Saturday, July 16, 2005

School Buses: A Weapons Delivery System For Terrorists?

Remember when the only purpose of the yellow school bus was the safe transportation of students? Well, things have changed. In the post 9/11 world, school personnel in Texas are being trained to consider buses as a weapons delivery system for terrorists:

The knapsack left on the yellow school bus Carol Bolden drives might be the sign of a bomb. So might the perfume bottle lying under a seat in the back, the broken flap on her fuel tank or even a spare rag left in the battery box.

Ms. Bolden, an 18-year veteran driver for the Houston Independent School District, never used to think about such things, but now she's been trained to.

She's among more than 2,000 drivers and managers across Texas who have gone through a new terrorism training effort. Officials call it a pre-emptive move to protect one of the most vulnerable of potential targets: school buses.

"They're great targets and probably very accessible," said Aaron Hobbs, a bus terminal manager for the HISD and president of the nonprofit Texas Association for Pupil Transportation.

Half of those trained through the program so far are in Houston. But the effort is coming to Dallas County this fall. Over the next two years, the program, called School Bus Watch, will include 44,000 Texas school bus drivers, said Mike Martin, executive director of the National Association for Pupil Transportation.

The plan is to train more than 600,000 drivers across the country. Mr. Martin said he expects the program, the first attempt to standardize a national curriculum for school bus anti-terrorism training, to be announced today. Until now, training efforts have varied by district.

School officials started the training in earnest in October after terrorists took over a school in Beslan, Russia, and killed more than 300 people.

All 1,000 of Houston's bus drivers have been trained. Dallas County Schools, which runs buses for DISD and other local districts, will start training its 1,400 drivers in September, said Ray Lanoux, director of risk management for the agency. For Mora Elizondo, a six-year school bus driver and supervisor for McAllen ISD, the bomb that blew apart a double-decker bus in Central London earlier this week was a scary reminder.

"With the size of the bus and the fuel, it fits," Ms. Elizondo said. "I think there should be more training on this. ... It's better safe than sorry."

Charley Kennington, administrator of school bus transportation for the Texas Department of Public Safety, agrees. His goal is to make anti-terrorism and awareness training part of the state school bus driver certification program. Drivers must renew their certification every year.
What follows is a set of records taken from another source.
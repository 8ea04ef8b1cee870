use clap::{Command, Arg};

fn field_args(cmd: Command, required: bool) -> Command {
    cmd.arg(
            Arg::new("name")
                .long("name")
                .required(required)
                .help("Contact name"),
        )
        .arg(
            Arg::new("email")
                .long("email")
                .required(required)
                .help("Email address, like ilham@email.com"),
        )
        .arg(
            Arg::new("phone")
                .long("phone")
                .required(required)
                .help("Phone number, 10 to 15 digits"),
        )
}

pub(crate) fn list_cli() -> Command {
    Command::new("list")
        .about("List all contacts")
}

pub(crate) fn new_cli() -> Command {
    field_args(
        Command::new("new").about("Create a new contact"),
        false
    )
}

pub(crate) fn edit_cli() -> Command {
    field_args(
        Command::new("edit")
            .about("Edit an existing contact")
            .arg(
                Arg::new("ID")
                    .required(true)
                    .help("Contact ID"),
            ),
        false
    )
}

pub(crate) fn delete_cli() -> Command {
    Command::new("delete")
        .about("Delete a contact")
        .arg(
            Arg::new("ID")
                .required(true)
                .help("Contact ID"),
        )
}

pub(crate) fn open_cli() -> Command {
    Command::new("open")
        .about("Open a screen by route: /contacts, / or /contacts/edit/<id>")
        .arg(
            Arg::new("ROUTE")
                .required(true)
                .help("Route path"),
        )
}
//! Expected-output templates and normalization of actual output against them.

use crate::pattern::LineMatcher;

/// Template line that matches zero or more whole lines of actual output.
pub const WILDCARD_LINE: &[u8] = b"########\n";

/// Line substituted into normalized output where a wildcard found no anchor.
pub const WILDCARD_FAIL_LINE: &[u8] = b"######## FAIL\n";

/// One entry of a parsed template.
#[derive(Clone, Debug)]
pub enum ExpectedLine {
    /// Matches a run of zero or more actual lines.
    Wildcard,
    /// Matches a single actual line.
    Pattern {
        /// The line as stored in the template; replaces a matching actual line.
        canonical: Vec<u8>,
        /// Predicate compiled from `canonical`.
        matcher: LineMatcher,
    },
}

impl ExpectedLine {
    /// Parses a single template line (including its newline, if any).
    pub fn parse(line: &[u8]) -> Self {
        if line == WILDCARD_LINE {
            Self::Wildcard
        } else {
            Self::Pattern {
                canonical: line.to_vec(),
                matcher: LineMatcher::compile(line),
            }
        }
    }

    /// Returns the text this entry contributes to the template's literal form.
    pub const fn canonical(&self) -> &[u8] {
        match self {
            Self::Wildcard => WILDCARD_LINE,
            Self::Pattern { canonical, .. } => canonical.as_slice(),
        }
    }
}

/// A parsed expected-output template.
#[derive(Clone, Debug, Default)]
pub struct Template {
    lines: Vec<ExpectedLine>,
}

impl From<Vec<ExpectedLine>> for Template {
    fn from(lines: Vec<ExpectedLine>) -> Self {
        Self { lines }
    }
}

impl Template {
    /// Parses a stored template.
    ///
    /// # Arguments
    ///
    /// * `text` - Template contents, with `\n` line endings.
    pub fn parse(text: &[u8]) -> Self {
        let lines = split_lines_inclusive(text)
            .into_iter()
            .map(ExpectedLine::parse)
            .collect();

        Self { lines }
    }

    /// Returns the parsed entries, in order.
    pub const fn lines(&self) -> &[ExpectedLine] {
        self.lines.as_slice()
    }

    /// Reconstructs the literal text of the template.
    pub fn literal(&self) -> Vec<u8> {
        self.lines.iter().flat_map(|l| l.canonical()).copied().collect()
    }

    /// Canonicalizes actual output against this template.
    ///
    /// Every actual line accepted by its corresponding pattern is replaced by
    /// the pattern's canonical text, and every run of lines absorbed by a
    /// wildcard is replaced by a single wildcard line. The result equals
    /// [`Template::literal`] iff the actual output conforms to the template.
    ///
    /// The wildcard search is greedy and never backtracks: if no line after
    /// the cursor satisfies a wildcard's anchor, a failure marker is written at
    /// the cursor and the remaining output is left as-is.
    ///
    /// # Arguments
    ///
    /// * `actual` - Captured output, with `\n` line endings.
    pub fn normalize(&self, actual: &[u8]) -> Vec<u8> {
        let mut lines: Vec<Vec<u8>> = split_output_lines(actual);
        let mut cursor = 0;

        for (i, entry) in self.lines.iter().enumerate() {
            let anchor = self.lines.get(i + 1);

            if matches!(entry, ExpectedLine::Wildcard) && anchor.is_none() {
                // Nothing to anchor on; swallow everything that's left.
                tracing::debug!(target: "matcher", "trailing wildcard absorbs the rest of the output");
                lines.truncate(cursor);
                lines.push(WILDCARD_LINE.to_vec());
                break;
            }

            if cursor >= lines.len() {
                break;
            }

            match (entry, anchor) {
                (ExpectedLine::Wildcard, Some(anchor)) => {
                    let Some(skip) = lines[cursor..]
                        .iter()
                        .position(|line| entry_matches(anchor, line))
                    else {
                        tracing::debug!(target: "matcher", "wildcard anchor not found after line {cursor}");
                        lines[cursor] = WILDCARD_FAIL_LINE.to_vec();
                        break;
                    };

                    lines.splice(cursor..cursor + skip, [WILDCARD_LINE.to_vec()]);
                    cursor += 1;
                }
                (ExpectedLine::Pattern { canonical, matcher }, _) => {
                    if matcher.is_match(&lines[cursor]) {
                        lines[cursor].clone_from(canonical);
                    } else {
                        tracing::debug!(
                            target: "matcher",
                            "line {cursor} does not match {}",
                            matcher.as_str()
                        );
                    }
                    cursor += 1;
                }
                (ExpectedLine::Wildcard, None) => break,
            }
        }

        lines.concat()
    }
}

fn entry_matches(entry: &ExpectedLine, line: &[u8]) -> bool {
    match entry {
        // Two wildcards in a row can't be produced by a well-formed template;
        // treat the second as matching immediately.
        ExpectedLine::Wildcard => true,
        ExpectedLine::Pattern { matcher, .. } => matcher.is_match(line),
    }
}

/// Splits text into lines, each keeping its `\n` terminator. The last line is
/// returned unterminated if the text doesn't end in a newline.
fn split_lines_inclusive(text: &[u8]) -> Vec<&[u8]> {
    text.split_inclusive(|b| *b == b'\n').collect()
}

/// Splits captured output into lines, each terminated with `\n` (including a
/// final line the target left unterminated).
fn split_output_lines(output: &[u8]) -> Vec<Vec<u8>> {
    split_lines_inclusive(output)
        .into_iter()
        .map(|line| {
            let mut line = line.to_vec();
            if !line.ends_with(b"\n") {
                line.push(b'\n');
            }
            line
        })
        .collect()
}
"With some of the things that we've seen going on in other countries, I think it pays for us to start doing this ahead of time," he said.

The program has been kept deliberately low-key to prevent, as the article later states, because officials didn't want to "increase paranoia" among the state's residents.

It's sad to see that even the yellow school bus, that unchanging icon of more innocent times, is now being considered as just one more potential tool for terrorists to use in their cowardly attacks upon our country's people.